In a colonial office memo, Howick argued that “there was only one way to

ensure the ‘combination of productive power’ on which civilization and

progress depended: making the use of land so expensive for freedmen that

they would have no choice but to sell their labor in a competitive

market.” (Ibid.: 217) The corollary to this, once again succinctly

articulated by Stephen, in response to Howick’s memo, is that “the

Proprietors of the Soil in every Country are the arbiters of the

condition of all other Members of society.... They who hold the keys to

the Granary may (so long as they can keep their hold) make what terms

they please with the rest of the world.” (Ibid.: 218)

The Slavery of Economics

[T]he historical movement which changes the producers into waged

workers, appears on the one hand as their emancipation from serfdom and

from the fetters of the guilds.... But on the other hand these new

freedmen became sellers of themselves only after they had been robbed of

all their own means of production and all the guarantees of existence

offered by the old feudal arrangements. And the history of this, their

expropriation, is written in the annals of mankind in letters of blood

and fire.

- Karl Marx, Capital, Vol. 1

Modern economists like to speak of the market-economy as something

natural, that is, as the best way to organize the production of goods

and services and therefore something that rational people will naturally

gravitate toward. The foundational myth of modern economics has it that

when a society’s exchange relations reach a certain level of complexity,

the expediency of a market economy will inevitably lead to its

preference over the clumsy arrangements of barter. The problem with this

tale is that there is zero anthropological evidence for the existence of

barter prior to a society’s coming into contact with money. (Graeber:

28–29) Despite the lack of evidence, exchange is assumed as the

foundation on which material culture must be built and the

market-economy is claimed to be the natural response to the

ever-increasing complexity of exchange relations in a society as it

develops.

Not only do modern economists ignore the work of other disciplines, they

ignore the work of their own predecessors. Classical political

economists of the late 17th to the early 19th centuries were under no

illusions that there was anything natural about the market. People

certainly couldn’t be expected to gravitate towards it. No, that their

participation would require coercion was well understood.[8]
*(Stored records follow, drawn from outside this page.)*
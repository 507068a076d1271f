//! Consensus collaborator traits.
//!
//! The replicator never validates blocks itself. It subscribes to a
//! consensus set, which pushes [`ConsensusChange`]s to every subscriber,
//! serially and in chain order.

use std::collections::HashMap;
use std::fmt;
use std::sync::atomic::{AtomicU64, Ordering};
use std::sync::{Arc, Mutex};

use async_trait::async_trait;

use crate::error::ReplicaError;
use crate::types::{ConsensusChange, ConsensusChangeId};

/// Process-unique identity of a consensus subscriber.
#[derive(Debug, Clone, Copy, PartialEq, Eq, Hash)]
pub struct SubscriberId(pub u64);

impl SubscriberId {
    /// Allocate a fresh id.
    pub fn next() -> Self {
        static NEXT: AtomicU64 = AtomicU64::new(1);
        Self(NEXT.fetch_add(1, Ordering::Relaxed))
    }
}

impl fmt::Display for SubscriberId {
    fn fmt(&self, f: &mut fmt::Formatter<'_>) -> fmt::Result {
        write!(f, "sub-{}", self.0)
    }
}

/// Receiver of consensus changes.
#[async_trait]
pub trait ConsensusSubscriber: Send + Sync {
    fn subscriber_id(&self) -> SubscriberId;

    /// Called once per consensus change, never concurrently for the same
    /// subscriber.
    async fn process_consensus_change(&self, cc: &ConsensusChange);
}

/// The consensus set the replicator follows.
#[async_trait]
pub trait ConsensusSet: Send + Sync {
    /// Subscribe and replay every change after `since`
    /// ([`ConsensusChangeId::BEGINNING`] = from genesis) before returning.
    async fn consensus_set_subscribe(
        &self,
        subscriber: Arc<dyn ConsensusSubscriber>,
        since: ConsensusChangeId,
    ) -> Result<(), ReplicaError>;

    /// Stop delivering changes to a subscriber. Unknown ids are ignored.
    async fn unsubscribe(&self, id: SubscriberId);
}

// ─── In-memory consensus set (for testing) ───────────────────────────────────

/// In-memory consensus set for tests and embedding.
///
/// Keeps the full change history so late subscribers can replay it.
#[derive(Default)]
pub struct MemoryConsensusSet {
    history: Mutex<Vec<ConsensusChange>>,
    subscribers: Mutex<HashMap<SubscriberId, Arc<dyn ConsensusSubscriber>>>,
    /// Held while delivering, so each subscriber sees changes one at a time
    /// and in history order.
    delivery: tokio::sync::Mutex<()>,
}

impl MemoryConsensusSet {
    pub fn new() -> Self {
        Self::default()
    }

    /// Append a change to the history and deliver it to every subscriber.
    ///
    /// # Panics
    /// If the change applies no blocks.
    pub async fn apply(&self, cc: ConsensusChange) {
        assert!(
            !cc.applied_blocks.is_empty(),
            "consensus change must apply at least one block"
        );
        let _delivery = self.delivery.lock().await;
        self.history.lock().unwrap().push(cc.clone());
        // Never hold the registry lock across a callback.
        let subscribers: Vec<_> = self.subscribers.lock().unwrap().values().cloned().collect();
        for subscriber in subscribers {
            subscriber.process_consensus_change(&cc).await;
        }
    }

    pub fn subscriber_count(&self) -> usize {
        self.subscribers.lock().unwrap().len()
    }

    pub fn is_subscribed(&self, id: SubscriberId) -> bool {
        self.subscribers.lock().unwrap().contains_key(&id)
    }

    /// Id of the most recent change, or `BEGINNING` if there is none.
    pub fn current_change_id(&self) -> ConsensusChangeId {
        self.history
            .lock()
            .unwrap()
            .last()
            .map(|cc| cc.id)
            .unwrap_or(ConsensusChangeId::BEGINNING)
    }

    fn backlog_since(&self, since: ConsensusChangeId) -> Result<Vec<ConsensusChange>, ReplicaError> {
        let history = self.history.lock().unwrap();
        if since.is_beginning() {
            return Ok(history.clone());
        }
        match history.iter().position(|cc| cc.id == since) {
            Some(pos) => Ok(history[pos + 1..].to_vec()),
            None => Err(ReplicaError::Consensus(format!(
                "unknown consensus change id {since}"
            ))),
        }
    }
}

#[async_trait]
impl ConsensusSet for MemoryConsensusSet {
    async fn consensus_set_subscribe(
        &self,
        subscriber: Arc<dyn ConsensusSubscriber>,
        since: ConsensusChangeId,
    ) -> Result<(), ReplicaError> {
        let _delivery = self.delivery.lock().await;
        for cc in self.backlog_since(since)? {
            subscriber.process_consensus_change(&cc).await;
        }
        self.subscribers
            .lock()
            .unwrap()
            .insert(subscriber.subscriber_id(), subscriber);
        Ok(())
    }

    async fn unsubscribe(&self, id: SubscriberId) {
        self.subscribers.lock().unwrap().remove(&id);
    }
}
Economists and planners further understood that in order to deliver

people to market, their ability to subsist outside of the market had to

be undermined. Access to communal land and the solidarity and mutual aid

found within self-sufficient communities were obstacles to the expansion

of a market-economy and needed to be eliminated. Thus, the problem was

the same as that later to be encountered by the managers of

“emancipation” in the West Indies: how to undermine subsistence lifeways

in order to ensure people have no choice but to participate in the

market-economy, to become wage slaves.

The creation of a working class, a class of people dependent on waged

work for their survival, that is, a class who would have no choice but

to enter the new factories that were springing up in the English

countryside, was a condition necessary for the development of industrial

capitalism. The peasants and crafts-people of feudal England, although

serfs and thus already working beyond their own subsistence needs to

produce a surplus for their Lords, were still, by and large,

self-sufficient: rural communities produced the items necessary for the

survival of community members and the reproduction of the community as a

whole. Rural people had no need for the factories, only the factories

needed the people. A future of industrial production and mass

consumption of its products necessitated the elimination of rural

self-sufficiency. So critical was this that, as with the chattel slaves

in the colonies, the State was not prepared to allow the peasants a

choice in the matter. The life of an English peasant under feudalism may

not have been the easiest, but industrial capitalism promised that it

would get a whole lot worse.

Given that for the modern reader “industrialism” is likely to conjure

images of sprawling factories at the edges of urban centers, or the rust

belts that have been left in the wake of more recent economic

recalibration, it is good to remember that the dawn of the industrial

revolution occurred in the English countryside and that it was entirely

dependent on greatly increased agricultural production. A

proto-industrial agriculture, and an expansion of this agriculture

around the world, was necessary for supplying the new factories with raw

materials and for meeting the subsistence needs of the workers, soon to

be barred from the existing practice of meeting their needs with their

own hands on common land to which they had access. In many of these

factories workers were occupied with crafts they had previously been

practicing at home, such as the weaving of textiles or the making of

shoes. As the 18th century author and lexicographer Samuel Johnstone

observed, while a cottager could make a pair of Scottish brogues

(leather shoes) in an hour at home, the price of a pair of shoes in the

market-place was one half-crown per pair. Based on Adam Smith’s

estimates of wages for laborers – calculated for the vicinity of

Edinburgh where wages were likely higher than the countryside – to

afford a pair of shoes a laborer would need to work three full days!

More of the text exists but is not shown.